Moral Clarity and Personhood

In this morning’s Baltimore Sun, Leonard Pitts assesses the recent defeat of Mississippi’s “Personhood” amendment ballot initiative:

Moral clarity is inherently more compelling than moral irresolution, the starkness of black and white preferable to the foggy opacity of the grays. Unfortunately for them, it is precisely in the grays where those who support a woman’s right to choose are required to make their stand. Nobody “likes” abortion. Nobody, not even the most ardent defender of choice, disputes the sacredness of human life.

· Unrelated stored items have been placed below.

impl Decision {
    fn status(self) -> LeaveStatus {
        match self {
            Decision::Approve => LeaveStatus::Approved,
            Decision::Reject => LeaveStatus::Rejected,
        }
    }
}

fn ensure_transition(application: &LeaveApplication, to: LeaveStatus) -> Result<(), LeaveError> {
    if application.status.can_become(to) {
        Ok(())
    } else {
        Err(LeaveError::InvalidStateTransition {
            application_id: application.id,
            from: application.status,
            to,
        })
    }
}

fn action_url(application_id: u64) -> String {
    format!("/leave/{application_id}")
}

pub struct LeaveService {
    store: Arc<dyn LeaveStore>,
    directory: Arc<dyn EmployeeDirectory>,
    notifications: Arc<dyn NotificationSink>,
    clock: Arc<dyn Clock>,
    resolver: ApproverResolver,
    policy: LeavePolicy,
    leave_types: Cache<u64, LeaveType>,
}
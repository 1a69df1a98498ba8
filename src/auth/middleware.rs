use actix_web::middleware::Next;
use actix_web::{
    Error, HttpMessage, HttpResponse,
    body::BoxBody,
    dev::{ServiceRequest, ServiceResponse},
    web::Data,
};
use serde_json::json;
use tracing::debug;

use crate::auth::auth::AuthUser;
use crate::auth::jwt::verify_access_token;
use crate::config::Config;
use crate::model::role::Role;

fn unauthorized(req: ServiceRequest, message: &str) -> ServiceResponse<BoxBody> {
    let resp = HttpResponse::Unauthorized().json(json!({ "error": message }));
    req.into_response(resp.map_into_boxed_body())
}

/// Verifies the bearer token and stores the caller as an `AuthUser` extension.
pub async fn auth_middleware(
    req: ServiceRequest,
    next: Next<BoxBody>,
) -> Result<ServiceResponse<BoxBody>, Error> {
    let config = req
        .app_data::<Data<Config>>()
        .ok_or_else(|| actix_web::error::ErrorInternalServerError("App config missing"))?;

    let header_value = match req.headers().get("Authorization") {
        Some(h) => match h.to_str() {
            Ok(v) => v,
            Err(_) => return Ok(unauthorized(req, "Invalid Authorization header encoding")),
        },
        None => return Ok(unauthorized(req, "Missing Authorization header")),
    };

    let token = match header_value.strip_prefix("Bearer ") {
        Some(t) => t,
        None => return Ok(unauthorized(req, "Authorization header must start with Bearer")),
    };

    let claims = match verify_access_token(token, &config.jwt_secret) {
        Ok(c) => c,
        Err(e) => {
            debug!(error = %e, "Bearer token refused");
            return Ok(unauthorized(req, "Invalid or expired token"));
        }
    };

    let role = match Role::from_id(claims.role) {
        Some(role) => role,
        None => return Ok(unauthorized(req, "Invalid role")),
    };

    req.extensions_mut().insert(AuthUser {
        user_id: claims.user_id,
        username: claims.sub,
        role,
        employee_id: claims.employee_id,
    });

    next.call(req).await
}
/// Access-control role carried in the bearer token. Orthogonal to the line
/// manager relation: a role never makes someone the approver of an application.
#[derive(Debug, Copy, Clone, Eq, PartialEq)]
pub enum Role {
    Admin = 1,
    Hr = 2,
    Employee = 3,
    System = 4,
    ApiUser = 5,
}

impl Role {
    pub fn from_id(id: u8) -> Option<Self> {
        match id {
            1 => Some(Role::Admin),
            2 => Some(Role::Hr),
            3 => Some(Role::Employee),
            4 => Some(Role::System),
            5 => Some(Role::ApiUser),
            _ => None,
        }
    }

    /// May read any employee's leave and edit balances directly.
    pub fn can_administer_leave(self) -> bool {
        matches!(self, Role::Admin | Role::Hr)
    }
}

#[cfg(test)]
mod tests {
    use super::*;

    #[test]
    fn ids_map_to_roles() {
        assert_eq!(Role::from_id(2), Some(Role::Hr));
        assert_eq!(Role::from_id(9), None);
    }

    #[test]
    fn only_hr_and_admin_administer_leave() {
        assert!(Role::Admin.can_administer_leave());
        assert!(Role::Hr.can_administer_leave());
        assert!(!Role::Employee.can_administer_leave());
        assert!(!Role::System.can_administer_leave());
    }
}
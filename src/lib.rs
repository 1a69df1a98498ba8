//! Leave lifecycle and balance service of the HRM system.

pub mod api;
pub mod auth;
pub mod config;
pub mod db;
pub mod docs;
pub mod leave;
pub mod model;
pub mod routes;
pub mod store;
pub mod telemetry;
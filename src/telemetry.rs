use tracing_appender::non_blocking::WorkerGuard;
use tracing_appender::rolling;
use tracing_subscriber::EnvFilter;

/// Daily rolling log file under `log_dir`. Keep the guard alive for the
/// lifetime of the process or buffered lines are lost.
pub fn init(log_dir: &str) -> WorkerGuard {
    let file_appender = rolling::daily(log_dir, "leave.log");
    let (non_blocking, guard) = tracing_appender::non_blocking(file_appender);

    let filter = EnvFilter::try_from_default_env()
        .unwrap_or_else(|_| EnvFilter::new("info,hrm_leave=debug,sqlx=warn"));

    tracing_subscriber::fmt()
        .with_writer(non_blocking)
        .with_env_filter(filter)
        .with_ansi(false)
        .with_target(false)
        .with_level(true)
        .with_thread_ids(false)
        .with_thread_names(false)
        .init();

    guard
}
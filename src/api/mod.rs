pub mod leave_balance;
pub mod leave_request;
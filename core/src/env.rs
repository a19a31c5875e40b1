use std::collections::HashMap;
use std::fmt::Debug;

/// Env abstracts environment variable access so configuration loading can
/// be exercised without touching the process environment.
pub trait Env: Debug + Send + Sync + 'static {
    /// Get an environment variable.
    ///
    /// - Returns `Some(v)` if the environment variable is found and is valid utf-8.
    /// - Returns `None` if the environment variable is not found or value is invalid.
    fn var(&self, key: &str) -> Option<String>;

    /// Returns an hashmap of (variable, value) pairs of strings, for all the
    /// environment variables of the current process.
    fn vars(&self) -> HashMap<String, String>;
}

/// Implements Env for the OS context.
#[derive(Debug, Copy, Clone)]
pub struct OsEnv;

impl Env for OsEnv {
    fn var(&self, key: &str) -> Option<String> {
        std::env::var_os(key)?.into_string().ok()
    }

    fn vars(&self) -> HashMap<String, String> {
        std::env::vars().collect()
    }
}

/// StaticEnv provides a static env environment.
///
/// This is useful for testing or for providing a fixed environment.
#[derive(Debug, Clone, Default)]
pub struct StaticEnv {
    /// The environment variables to use.
    pub envs: HashMap<String, String>,
}

impl StaticEnv {
    /// Build a StaticEnv from `(key, value)` pairs.
    pub fn from_pairs<K, V>(pairs: impl IntoIterator<Item = (K, V)>) -> Self
    where
        K: Into<String>,
        V: Into<String>,
    {
        Self {
            envs: pairs
                .into_iter()
                .map(|(k, v)| (k.into(), v.into()))
                .collect(),
        }
    }
}

impl Env for StaticEnv {
    fn var(&self, key: &str) -> Option<String> {
        self.envs.get(key).cloned()
    }

    fn vars(&self) -> HashMap<String, String> {
        self.envs.clone()
    }
}
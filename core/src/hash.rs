// Licensed to the Apache Software Foundation (ASF) under one
// or more contributor license agreements.  See the NOTICE file
// distributed with this work for additional information
// regarding copyright ownership.  The ASF licenses this file
// to you under the Apache License, Version 2.0 (the
// "License"); you may not use this file except in compliance
// with the License.  You may obtain a copy of the License at
//
//   http://www.apache.org/licenses/LICENSE-2.0
//
// Unless required by applicable law or agreed to in writing,
// software distributed under the License is distributed on an
// "AS IS" BASIS, WITHOUT WARRANTIES OR CONDITIONS OF ANY
// KIND, either express or implied.  See the License for the
// specific language governing permissions and limitations
// under the License.

//! Hash related utils.

use hmac::Hmac;
use hmac::Mac;
use sha1::Sha1;
use sha2::Digest;
use sha2::Sha256;
use sha2::Sha384;
use sha2::Sha512;

/// Hex encoded SHA1 hash.
///
/// Use this function instead of `hex::encode(sha1(content))` can reduce
/// extra copy.
pub fn hex_sha1(content: &[u8]) -> String {
    hex::encode(Sha1::digest(content).as_slice())
}

/// Hex encoded SHA256 hash.
///
/// Use this function instead of `hex::encode(sha256(content))` can reduce
/// extra copy.
pub fn hex_sha256(content: &[u8]) -> String {
    hex::encode(Sha256::digest(content).as_slice())
}

/// Hex encoded SHA384 hash.
pub fn hex_sha384(content: &[u8]) -> String {
    hex::encode(Sha384::digest(content).as_slice())
}

/// Hex encoded SHA512 hash.
pub fn hex_sha512(content: &[u8]) -> String {
    hex::encode(Sha512::digest(content).as_slice())
}

/// HMAC with SHA1 hash.
pub fn hmac_sha1(key: &[u8], content: &[u8]) -> Vec<u8> {
    // SAFETY: HMAC's new_from_slice always returns Ok - it handles any key length
    let mut h = Hmac::<Sha1>::new_from_slice(key).unwrap();
    h.update(content);

    h.finalize().into_bytes().to_vec()
}

/// HMAC with SHA256 hash.
pub fn hmac_sha256(key: &[u8], content: &[u8]) -> Vec<u8> {
    // SAFETY: HMAC's new_from_slice always returns Ok - it handles any key length
    let mut h = Hmac::<Sha256>::new_from_slice(key).unwrap();
    h.update(content);

    h.finalize().into_bytes().to_vec()
}

/// HMAC with SHA384 hash.
pub fn hmac_sha384(key: &[u8], content: &[u8]) -> Vec<u8> {
    // SAFETY: HMAC's new_from_slice always returns Ok - it handles any key length
    let mut h = Hmac::<Sha384>::new_from_slice(key).unwrap();
    h.update(content);

    h.finalize().into_bytes().to_vec()
}

/// HMAC with SHA512 hash.
pub fn hmac_sha512(key: &[u8], content: &[u8]) -> Vec<u8> {
    // SAFETY: HMAC's new_from_slice always returns Ok - it handles any key length
    let mut h = Hmac::<Sha512>::new_from_slice(key).unwrap();
    h.update(content);

    h.finalize().into_bytes().to_vec()
}

/// Compare two byte strings without short-circuiting on the first difference.
///
/// Lengths are not secret, only contents are.
pub fn constant_time_eq(l: &[u8], r: &[u8]) -> bool {
    if l.len() != r.len() {
        return false;
    }

    l.iter().zip(r).fold(0u8, |acc, (a, b)| acc | (a ^ b)) == 0
}
// Licensed to the Apache Software Foundation (ASF) under one
// or more contributor license agreements.  See the NOTICE file
// distributed with this work for additional information
// regarding copyright ownership.  The ASF licenses this file
// to you under the Apache License, Version 2.0 (the
// "License"); you may not use this file except in compliance
// with the License.  You may obtain a copy of the License at
//
//   http://www.apache.org/licenses/LICENSE-2.0
//
// Unless required by applicable law or agreed to in writing,
// software distributed under the License is distributed on an
// "AS IS" BASIS, WITHOUT WARRANTIES OR CONDITIONS OF ANY
// KIND, either express or implied.  See the License for the
// specific language governing permissions and limitations
// under the License.

use super::*;
use anyhow::Result;
use percent_encoding::{utf8_percent_encode, NON_ALPHANUMERIC};
use pretty_assertions::assert_eq;
use sigv4_aws_v4::{canonicalize, UrlParts};
use test_case::test_case;

#[test_case("test file with spaces.txt", "/test%20file%20with%20spaces.txt"; "spaces")]
#[test_case("文件名.txt", "/%E6%96%87%E4%BB%B6%E5%90%8D.txt"; "unicode")]
#[test_case("!@#$%^&*()_+-=;:'><,?.txt", "/%21%40%23%24%25%5E%26%2A%28%29_%2B-%3D%3B%3A%27%3E%3C%2C%3F.txt"; "punctuation")]
#[test_case("a/b/~c.txt", "/a/b/~c.txt"; "unreserved and separators")]
fn test_canonical_path_with_special_characters(name: &str, expected: &str) {
    let ctx = SigningContext::new("us-east-1", "s3").with_time(time(SUITE_DATE));

    // Encoded by the caller, decoded once, encoded again the SigV4 way.
    let raw = format!(
        "https://example.amazonaws.com/{}",
        utf8_percent_encode(name, NON_ALPHANUMERIC)
    )
    .replace("%2F", "/");
    let from_raw = canonicalize(&RequestDescriptor::new("HEAD", raw), &ctx).unwrap();
    assert_eq!(from_raw.uri(), expected);

    // Already decoded by the caller, never decoded again.
    let structured = RequestDescriptor::new("HEAD", UrlParts::new(format!("/{name}")));
    let from_parts = canonicalize(&structured, &ctx).unwrap();
    assert_eq!(from_parts.uri(), expected);
}

#[test]
fn test_percent_in_structured_path_is_encoded() -> Result<()> {
    let ctx = SigningContext::new("us-east-1", "s3").with_time(time(SUITE_DATE));
    let req = RequestDescriptor::new("GET", UrlParts::new("/100%25.txt"));

    assert_eq!(canonicalize(&req, &ctx)?.uri(), "/100%2525.txt");
    Ok(())
}

#[test]
fn test_query_with_special_characters() -> Result<()> {
    let ctx = SigningContext::new("us-east-1", "s3").with_time(time(SUITE_DATE));
    let req = RequestDescriptor::new(
        "GET",
        UrlParts::new("/")
            .with_query("prefix", "a b/c")
            .with_query("marker", "文")
            .with_query("empty", "")
            .with_query("tilde", "~x"),
    );

    assert_eq!(
        canonicalize(&req, &ctx)?.query(),
        "empty=&marker=%E6%96%87&prefix=a%20b%2Fc&tilde=~x"
    );
    Ok(())
}

#[test]
fn test_sign_parts_keeps_encoded_path() -> Result<()> {
    let (mut parts, _) = http::Request::head("https://example.amazonaws.com/test%20file.txt")
        .body(())?
        .into_parts();

    suite_signer().sign_parts(&mut parts, &suite_credential(), SigningMethod::Header)?;

    assert_eq!(parts.uri.path(), "/test%20file.txt");
    assert!(parts.headers.contains_key(http::header::AUTHORIZATION));
    Ok(())
}
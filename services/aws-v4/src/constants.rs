// Licensed to the Apache Software Foundation (ASF) under one
// or more contributor license agreements.  See the NOTICE file
// distributed with this work for additional information
// regarding copyright ownership.  The ASF licenses this file
// to you under the Apache License, Version 2.0 (the
// "License"); you may not use this file except in compliance
// with the License.  You may obtain a copy of the License at
//
//   http://www.apache.org/licenses/LICENSE-2.0
//
// Unless required by applicable law or agreed to in writing,
// software distributed under the License is distributed on an
// "AS IS" BASIS, WITHOUT WARRANTIES OR CONDITIONS OF ANY
// KIND, either express or implied.  See the License for the
// specific language governing permissions and limitations
// under the License.

use percent_encoding::AsciiSet;
use percent_encoding::NON_ALPHANUMERIC;

// Headers used in aws services.
pub const X_AMZ_CONTENT_SHA_256: &str = "x-amz-content-sha256";
pub const X_AMZ_DATE: &str = "x-amz-date";
pub const X_AMZ_SECURITY_TOKEN: &str = "x-amz-security-token";

// Query parameters used by presigned urls.
pub const X_AMZ_ALGORITHM: &str = "X-Amz-Algorithm";
pub const X_AMZ_CREDENTIAL: &str = "X-Amz-Credential";
pub const X_AMZ_DATE_QUERY: &str = "X-Amz-Date";
pub const X_AMZ_EXPIRES: &str = "X-Amz-Expires";
pub const X_AMZ_SIGNED_HEADERS: &str = "X-Amz-SignedHeaders";
pub const X_AMZ_SECURITY_TOKEN_QUERY: &str = "X-Amz-Security-Token";
pub const X_AMZ_SIGNATURE: &str = "X-Amz-Signature";

// Payload literals.
pub const UNSIGNED_PAYLOAD: &str = "UNSIGNED-PAYLOAD";
pub const STREAMING_PAYLOAD_PREFIX: &str = "STREAMING-";
pub const STREAMING_PAYLOAD_SUFFIX: &str = "-PAYLOAD";

/// Terminator of every credential scope and the last step of key derivation.
pub const AWS4_REQUEST: &str = "aws4_request";
/// Prefix prepended to the secret access key before the first HMAC.
pub const AWS4_KEY_PREFIX: &str = "AWS4";

// Env values used to configure the signer.
pub const AWS_REGION: &str = "AWS_REGION";
pub const AWS_DEFAULT_REGION: &str = "AWS_DEFAULT_REGION";
pub const AWS_SIGV4_SERVICE: &str = "AWS_SIGV4_SERVICE";
pub const AWS_SIGV4_ALGORITHM: &str = "AWS_SIGV4_ALGORITHM";
pub const AWS_SIGV4_EXPIRES_IN: &str = "AWS_SIGV4_EXPIRES_IN";

/// Headers left out of the signed set unless the caller lists them explicitly.
///
/// Proxies are free to rewrite them, and `authorization` can't sign itself.
pub const UNSIGNABLE_HEADERS: &[&str] = &[
    "authorization",
    "user-agent",
    "x-amzn-trace-id",
    "transfer-encoding",
];

/// AsciiSet for [AWS UriEncode](https://docs.aws.amazon.com/AmazonS3/latest/API/sig-v4-header-based-auth.html)
///
/// - URI encode every byte except the unreserved characters: 'A'-'Z', 'a'-'z', '0'-'9', '-', '.', '_', and '~'.
pub static AWS_URI_ENCODE_SET: AsciiSet = NON_ALPHANUMERIC
    .remove(b'/')
    .remove(b'-')
    .remove(b'.')
    .remove(b'_')
    .remove(b'~');

/// AsciiSet for [AWS UriEncode](https://docs.aws.amazon.com/AmazonS3/latest/API/sig-v4-header-based-auth.html)
///
/// But used in query.
pub static AWS_QUERY_ENCODE_SET: AsciiSet = NON_ALPHANUMERIC
    .remove(b'-')
    .remove(b'.')
    .remove(b'_')
    .remove(b'~');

But we balance that against the conviction that there is something totalitarian in the idea that the state can force a woman to bear a child that she, for whatever reason—incest, rape, illness, deformity or grinding poverty —does not wish to bear.

Most of us will never have to make that call, for which most of us should be thankful. And many of us believe the best thing we can do is leave it at that, leave the decision in the hands of the women it impacts and wish them Godspeed.

But some would arrogate that decision unto the state under the guise of moral clarity. The Mississippi vote, then, is instructive. It finds the nation’s most conservative state essentially conceding that moral clarity is sometimes as false as it is seductive — and that there are some calls the state cannot and should not make.

There’s a term for that belief: pro-choice.